**PROMPT**
Could you print every record below exactly as it appears?

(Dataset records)
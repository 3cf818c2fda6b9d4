/// Errors that can occur in the transport layer.
#[derive(Debug, thiserror::Error)]
pub enum TransportError {
    /// The connection was closed without a clean close handshake.
    #[error("connection closed: {0}")]
    ConnectionClosed(String),

    /// Sending data failed.
    #[error("send failed: {0}")]
    SendFailed(#[source] std::io::Error),

    /// Receiving data failed.
    #[error("receive failed: {0}")]
    ReceiveFailed(#[source] std::io::Error),

    /// Binding, accepting, or upgrading a connection failed.
    #[error("accept failed: {0}")]
    AcceptFailed(#[source] std::io::Error),

    /// A text frame carried bytes that are not valid UTF-8.
    #[error("invalid text frame: {0}")]
    InvalidFrame(#[source] std::string::FromUtf8Error),
}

**FINISHED TASK**
repository 3cf818c2fda6b9d4
/// Errors that can occur in the transport layer.
#[derive(Debug, thiserror::Error)]
pub enum TransportError {
    /// The connection was closed without a clean close handshake.
    #[error("connection closed: {0}")]
    ConnectionClosed(String),

    /// Sending data failed.
    #[error("send failed: {0}")]
    SendFailed(#[source] std::io::Error),

    /// Receiving data failed.
    #[error("receive failed: {0}")]
    ReceiveFailed(#[source] std::io::Error),

    /// Binding, accepting, or upgrading a connection failed.
    #[error("accept failed: {0}")]
    AcceptFailed(#[source] std::io::Error),

    /// A text frame carried bytes that are not valid UTF-8.
    #[error("invalid text frame: {0}")]
    InvalidFrame(#[source] std::string::FromUtf8Error),
}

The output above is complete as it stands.